The case of Typhoid Mary sparked a public health debate in early 1900s New York, and her legacy continues to be discussed to this day. March marks the 100th anniversary of Mary Mallon, an Irish cook who inadvertently infected multiple people with typhoid fever and was later placed in isolated quarantine for over 20 years of her life.
Typhoid fever is caused by a strain of Salmonella bacteria, resulting in high fever, abdominal pain and loss of appetite. Mary was a carrier of typhoid, meaning she appeared healthy but continued to carry the bacteria in her body. Her story is unique because it brought to light the conflicting priorities of public health policies and individual freedom. During that time, typhoid had no cure and was sometimes fatal.
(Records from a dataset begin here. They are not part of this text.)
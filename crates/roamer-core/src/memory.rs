// In-memory implementations for demos and testing
//
// These keep all data in memory and back:
// - Unit and scenario tests of the engine
// - API tests that drive the router without a database
//
// Each store can be switched into a failing mode to exercise error paths.

use async_trait::async_trait;
use std::collections::{HashMap, HashSet};
use std::sync::Arc;
use tokio::sync::RwLock;

use crate::entities::{Destination, Photo, Profile, Trip};
use crate::error::{FeedError, Result};
use crate::event::RawEvent;
use crate::query::{EventPage, FeedFilter, PageRequest};
use crate::traits::{
    DestinationRepository, EventStore, PhotoRepository, ProfileRepository, TripRepository,
};

// ============================================================================
// InMemoryEventStore - Serves pages from a seeded event list
// ============================================================================

/// In-memory event store
///
/// Applies the same filter, ordering and paging rules as the Postgres store.
#[derive(Debug, Default, Clone)]
pub struct InMemoryEventStore {
    events: Arc<RwLock<Vec<RawEvent>>>,
    failing: Arc<RwLock<bool>>,
}

impl InMemoryEventStore {
    pub fn new() -> Self {
        Self::default()
    }

    /// Create a store pre-populated with events
    pub async fn with_events(events: Vec<RawEvent>) -> Self {
        let store = Self::new();
        store.seed(events).await;
        store
    }

    /// Append events (useful for testing)
    pub async fn seed(&self, events: Vec<RawEvent>) {
        self.events.write().await.extend(events);
    }

    /// Make every fetch fail with an upstream error
    pub async fn set_failing(&self, failing: bool) {
        *self.failing.write().await = failing;
    }
}

#[async_trait]
impl EventStore for InMemoryEventStore {
    async fn get_paged_events(&self, filter: &FeedFilter, page: PageRequest) -> Result<EventPage> {
        if *self.failing.read().await {
            return Err(FeedError::upstream("in-memory event store is failing"));
        }

        let mut matching: Vec<RawEvent> = self
            .events
            .read()
            .await
            .iter()
            .filter(|event| filter.matches(event))
            .cloned()
            .collect();
        matching.sort_by(|a, b| b.created_at.cmp(&a.created_at).then(b.id.cmp(&a.id)));

        let total_pages = page.total_pages(matching.len() as u64);
        let events = matching
            .into_iter()
            .skip(page.offset() as usize)
            .take(page.page_size as usize)
            .collect();

        Ok(EventPage {
            events,
            total_pages,
        })
    }
}

// ============================================================================
// InMemoryRepositories - Collaborator entities keyed by id
// ============================================================================

/// Which lookup an in-memory failure applies to
#[derive(Debug, Clone, Copy, PartialEq, Eq, Hash)]
pub enum LookupKind {
    Profile,
    Photo,
    Trip,
    Destination,
}

/// In-memory profile, photo, trip and destination repositories
#[derive(Debug, Default, Clone)]
pub struct InMemoryRepositories {
    profiles: Arc<RwLock<HashMap<i64, Profile>>>,
    photos: Arc<RwLock<HashMap<i64, Photo>>>,
    trips: Arc<RwLock<HashMap<i64, Trip>>>,
    destinations: Arc<RwLock<HashMap<i64, Destination>>>,
    failing: Arc<RwLock<HashSet<LookupKind>>>,
}

impl InMemoryRepositories {
    pub fn new() -> Self {
        Self::default()
    }

    pub async fn add_profile(&self, profile: Profile) {
        self.profiles.write().await.insert(profile.user_id, profile);
    }

    pub async fn add_photo(&self, photo: Photo) {
        self.photos.write().await.insert(photo.id, photo);
    }

    pub async fn add_trip(&self, trip: Trip) {
        self.trips.write().await.insert(trip.id, trip);
    }

    pub async fn add_destination(&self, destination: Destination) {
        self.destinations
            .write()
            .await
            .insert(destination.id, destination);
    }

    /// Make lookups of one kind fail with an upstream error
    pub async fn fail_lookups(&self, kind: LookupKind) {
        self.failing.write().await.insert(kind);
    }

    async fn check(&self, kind: LookupKind) -> Result<()> {
        if self.failing.read().await.contains(&kind) {
            return Err(FeedError::upstream(format!("{kind:?} lookup failed")));
        }
        Ok(())
    }
}

#[async_trait]
impl ProfileRepository for InMemoryRepositories {
    async fn find_profile(&self, user_id: i64) -> Result<Option<Profile>> {
        self.check(LookupKind::Profile).await?;
        Ok(self.profiles.read().await.get(&user_id).cloned())
    }
}

#[async_trait]
impl PhotoRepository for InMemoryRepositories {
    async fn find_photo(&self, photo_id: i64) -> Result<Option<Photo>> {
        self.check(LookupKind::Photo).await?;
        Ok(self.photos.read().await.get(&photo_id).cloned())
    }
}

#[async_trait]
impl TripRepository for InMemoryRepositories {
    async fn find_trip(&self, trip_id: i64) -> Result<Option<Trip>> {
        self.check(LookupKind::Trip).await?;
        Ok(self.trips.read().await.get(&trip_id).cloned())
    }
}

#[async_trait]
impl DestinationRepository for InMemoryRepositories {
    async fn find_destination(&self, destination_id: i64) -> Result<Option<Destination>> {
        self.check(LookupKind::Destination).await?;
        Ok(self.destinations.read().await.get(&destination_id).cloned())
    }
}

// ============================================================================
// Fixtures
// ============================================================================

/// Small entity builders for tests and demos
pub mod fixtures {
    use chrono::{TimeZone, Utc};

    use crate::entities::{Destination, Photo, Profile, Trip, TripStop};

    pub fn profile(user_id: i64, first_name: &str, last_name: &str) -> Profile {
        Profile {
            user_id,
            first_name: first_name.to_string(),
            last_name: last_name.to_string(),
            profile_photo_thumbnail: Some(format!("avatar_{user_id}.jpg")),
        }
    }

    /// Photo whose thumbnail is `thumb_{id}.jpg`
    pub fn photo(id: i64, user_id: i64) -> Photo {
        Photo {
            id,
            user_id,
            filename: format!("photo_{id}.jpg"),
            thumbnail_filename: format!("thumb_{id}.jpg"),
            caption: None,
            is_public: true,
            uploaded_at: Utc
                .with_ymd_and_hms(2019, 9, 1, 0, 0, 0)
                .single()
                .unwrap_or_default(),
        }
    }

    pub fn destination(id: i64, name: &str) -> Destination {
        Destination {
            id,
            name: name.to_string(),
            district: None,
            country: Some("New Zealand".to_string()),
            latitude: -43.5,
            longitude: 172.6,
            is_public: true,
        }
    }

    /// Trip visiting `(destination id, name)` stops in order
    pub fn trip(id: i64, user_id: i64, stops: &[(i64, &str)]) -> Trip {
        Trip {
            id,
            user_id,
            is_public: true,
            stops: stops
                .iter()
                .enumerate()
                .map(|(position, (destination_id, name))| TripStop {
                    position: position as i32,
                    destination_id: *destination_id,
                    destination_name: name.to_string(),
                    arrival: None,
                    departure: None,
                })
                .collect(),
        }
    }
}
// Postgres storage layer with sqlx
//
// This crate provides database implementations for core traits:
// - DbEventStore: implements EventStore over the news_feed_events table
// - DbRepositories: implements the profile, photo, trip and destination lookups

pub mod feed_store;
pub mod models;
pub mod repositories;

pub use feed_store::{DbEventStore, DbRepositories};
pub use models::*;
pub use repositories::*;
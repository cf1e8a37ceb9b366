// Collaborator entity types
//
// Read-only views of the CRUD side of the application (profiles, photos,
// trips, destinations). Only the fields feed rendering needs are carried.

use chrono::{DateTime, Utc};
use serde::{Deserialize, Serialize};

/// User profile summary
#[derive(Debug, Clone, PartialEq, Serialize, Deserialize)]
#[serde(rename_all = "camelCase")]
pub struct Profile {
    pub user_id: i64,
    pub first_name: String,
    pub last_name: String,
    /// Thumbnail filename of the current profile picture
    #[serde(skip_serializing_if = "Option::is_none")]
    pub profile_photo_thumbnail: Option<String>,
}

impl Profile {
    pub fn display_name(&self) -> String {
        format!("{} {}", self.first_name, self.last_name)
    }
}

/// Uploaded photo
#[derive(Debug, Clone, PartialEq, Serialize, Deserialize)]
#[serde(rename_all = "camelCase")]
pub struct Photo {
    pub id: i64,
    pub user_id: i64,
    pub filename: String,
    pub thumbnail_filename: String,
    #[serde(skip_serializing_if = "Option::is_none")]
    pub caption: Option<String>,
    pub is_public: bool,
    pub uploaded_at: DateTime<Utc>,
}

/// Destination
#[derive(Debug, Clone, PartialEq, Serialize, Deserialize)]
#[serde(rename_all = "camelCase")]
pub struct Destination {
    pub id: i64,
    pub name: String,
    #[serde(skip_serializing_if = "Option::is_none")]
    pub district: Option<String>,
    #[serde(skip_serializing_if = "Option::is_none")]
    pub country: Option<String>,
    pub latitude: f64,
    pub longitude: f64,
    pub is_public: bool,
}

/// One stop of a trip, in visiting order
#[derive(Debug, Clone, PartialEq, Serialize, Deserialize)]
#[serde(rename_all = "camelCase")]
pub struct TripStop {
    pub position: i32,
    pub destination_id: i64,
    pub destination_name: String,
    #[serde(skip_serializing_if = "Option::is_none")]
    pub arrival: Option<DateTime<Utc>>,
    #[serde(skip_serializing_if = "Option::is_none")]
    pub departure: Option<DateTime<Utc>>,
}

/// Trip with its ordered stops
#[derive(Debug, Clone, PartialEq, Serialize, Deserialize)]
#[serde(rename_all = "camelCase")]
pub struct Trip {
    pub id: i64,
    pub user_id: i64,
    pub is_public: bool,
    pub stops: Vec<TripStop>,
}

impl Trip {
    pub fn first_stop(&self) -> Option<&TripStop> {
        self.stops.first()
    }

    pub fn last_stop(&self) -> Option<&TripStop> {
        self.stops.last()
    }
}

#[cfg(test)]
mod tests {
    use super::*;

    #[test]
    fn test_profile_display_name() {
        let profile = Profile {
            user_id: 1,
            first_name: "Ada".to_string(),
            last_name: "Lovelace".to_string(),
            profile_photo_thumbnail: None,
        };
        assert_eq!(profile.display_name(), "Ada Lovelace");
    }

    #[test]
    fn test_trip_serializes_camel_case() {
        let trip = Trip {
            id: 3,
            user_id: 1,
            is_public: true,
            stops: vec![TripStop {
                position: 0,
                destination_id: 9,
                destination_name: "Akaroa".to_string(),
                arrival: None,
                departure: None,
            }],
        };
        let json = serde_json::to_value(&trip).unwrap();
        assert_eq!(json["userId"], 1);
        assert_eq!(json["stops"][0]["destinationName"], "Akaroa");
        assert!(json["stops"][0].get("arrival").is_none());
    }
}
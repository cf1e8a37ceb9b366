//! Destination strategies: a user created or edited a destination

use async_trait::async_trait;
use serde_json::json;
use std::sync::Arc;

use super::{actor_thumbnail, actor_title, optional, require, RenderingStrategy};
use crate::entities::{Destination, Profile};
use crate::error::Result;
use crate::feed_item::RenderedItem;
use crate::traits::{Collaborators, DestinationRepository, ProfileRepository};

/// Destination plus the acting user, shared by both strategies
struct DestinationLookup {
    destination_id: i64,
    user_id: i64,
    destinations: Arc<dyn DestinationRepository>,
    profiles: Arc<dyn ProfileRepository>,
}

impl DestinationLookup {
    fn new(destination_id: i64, user_id: i64, collaborators: &Collaborators) -> Self {
        Self {
            destination_id,
            user_id,
            destinations: collaborators.destinations.clone(),
            profiles: collaborators.profiles.clone(),
        }
    }

    async fn load(&self) -> Result<(Destination, Option<Profile>)> {
        let (destination, profile) = tokio::join!(
            self.destinations.find_destination(self.destination_id),
            self.profiles.find_profile(self.user_id)
        );
        let destination = require(destination, "destination", self.destination_id)?;
        let profile = optional(profile, "profile", self.user_id);
        Ok((destination, profile))
    }

    fn render(message: String, destination: Destination, profile: Option<Profile>) -> RenderedItem {
        RenderedItem::new(message)
            .with_title(actor_title(profile.as_ref()))
            .with_thumbnail(actor_thumbnail(profile.as_ref()))
            .with_payload(json!({ "destination": destination, "profile": profile }))
    }
}

/// CREATED_NEW_DESTINATION
pub struct CreateDestinationStrategy {
    lookup: DestinationLookup,
}

impl CreateDestinationStrategy {
    pub fn new(destination_id: i64, user_id: i64, collaborators: &Collaborators) -> Self {
        Self {
            lookup: DestinationLookup::new(destination_id, user_id, collaborators),
        }
    }
}

#[async_trait]
impl RenderingStrategy for CreateDestinationStrategy {
    fn name(&self) -> &'static str {
        "create_destination"
    }

    async fn execute(&self) -> Result<RenderedItem> {
        let (destination, profile) = self.lookup.load().await?;
        let message = format!("has created a new destination: '{}'", destination.name);
        Ok(DestinationLookup::render(message, destination, profile))
    }
}

/// UPDATED_EXISTING_DESTINATION
pub struct UpdateDestinationStrategy {
    lookup: DestinationLookup,
}

impl UpdateDestinationStrategy {
    pub fn new(destination_id: i64, user_id: i64, collaborators: &Collaborators) -> Self {
        Self {
            lookup: DestinationLookup::new(destination_id, user_id, collaborators),
        }
    }
}

#[async_trait]
impl RenderingStrategy for UpdateDestinationStrategy {
    fn name(&self) -> &'static str {
        "update_destination"
    }

    async fn execute(&self) -> Result<RenderedItem> {
        let (destination, profile) = self.lookup.load().await?;
        let message = format!("has updated the destination '{}'", destination.name);
        Ok(DestinationLookup::render(message, destination, profile))
    }
}

#[cfg(test)]
mod tests {
    use super::*;
    use crate::error::FeedError;
    use crate::memory::{fixtures, InMemoryRepositories, LookupKind};
    use crate::strategies::UNKNOWN_ACTOR;

    #[tokio::test]
    async fn test_create_destination_message() {
        let repos = Arc::new(InMemoryRepositories::new());
        repos.add_profile(fixtures::profile(1, "Ada", "Lovelace")).await;
        repos.add_destination(fixtures::destination(30, "Lake Tekapo")).await;

        let item = CreateDestinationStrategy::new(30, 1, &Collaborators::from_backend(repos))
            .execute()
            .await
            .unwrap();

        assert_eq!(item.message, "has created a new destination: 'Lake Tekapo'");
        assert_eq!(item.title.as_deref(), Some("Ada Lovelace"));
        assert_eq!(item.payload["destination"]["id"], 30);
    }

    #[tokio::test]
    async fn test_update_destination_with_failed_profile_lookup() {
        let repos = Arc::new(InMemoryRepositories::new());
        repos.add_destination(fixtures::destination(30, "Lake Tekapo")).await;
        repos.fail_lookups(LookupKind::Profile).await;

        let item = UpdateDestinationStrategy::new(30, 1, &Collaborators::from_backend(repos))
            .execute()
            .await
            .unwrap();

        assert_eq!(item.message, "has updated the destination 'Lake Tekapo'");
        assert_eq!(item.title.as_deref(), Some(UNKNOWN_ACTOR));
        assert!(item.thumbnail_url.is_none());
    }

    #[tokio::test]
    async fn test_missing_destination_fails() {
        let repos = Arc::new(InMemoryRepositories::new());
        repos.add_profile(fixtures::profile(1, "Ada", "Lovelace")).await;

        let err = CreateDestinationStrategy::new(30, 1, &Collaborators::from_backend(repos))
            .execute()
            .await
            .unwrap_err();

        assert!(matches!(
            err,
            FeedError::PrimarySubjectMissing { kind: "destination", id: 30 }
        ));
    }

    #[tokio::test]
    async fn test_failed_destination_lookup_propagates() {
        let repos = Arc::new(InMemoryRepositories::new());
        repos.fail_lookups(LookupKind::Destination).await;

        let err = UpdateDestinationStrategy::new(30, 1, &Collaborators::from_backend(repos))
            .execute()
            .await
            .unwrap_err();

        assert!(matches!(err, FeedError::UpstreamFetch(_)));
    }
}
Mary is thought to have caused over seven outbreaks, 50 infections and three fatalities over a period of 15 years. What can we learn from her case? read on to find out!
Mary was an Irish immigrant to the U.S., later establishing herself as a cook for wealthy families in the New York City area. She was skilled at her job, but she was unfortunately also skilled at something else: passing on typhoid to the unsuspecting families she worked for. Typhoid is often spread by eating or drinking foods that have been handled by someone infected with the feces-shed bacteria. In Mary’s case, it was her poor hygiene that allowed her to spread the disease. However, Mary was unaware of her health status, as she had never contracted typhoid before. She would accept new employment with a family, and, when the majority of the household fell ill, she moved on to another family.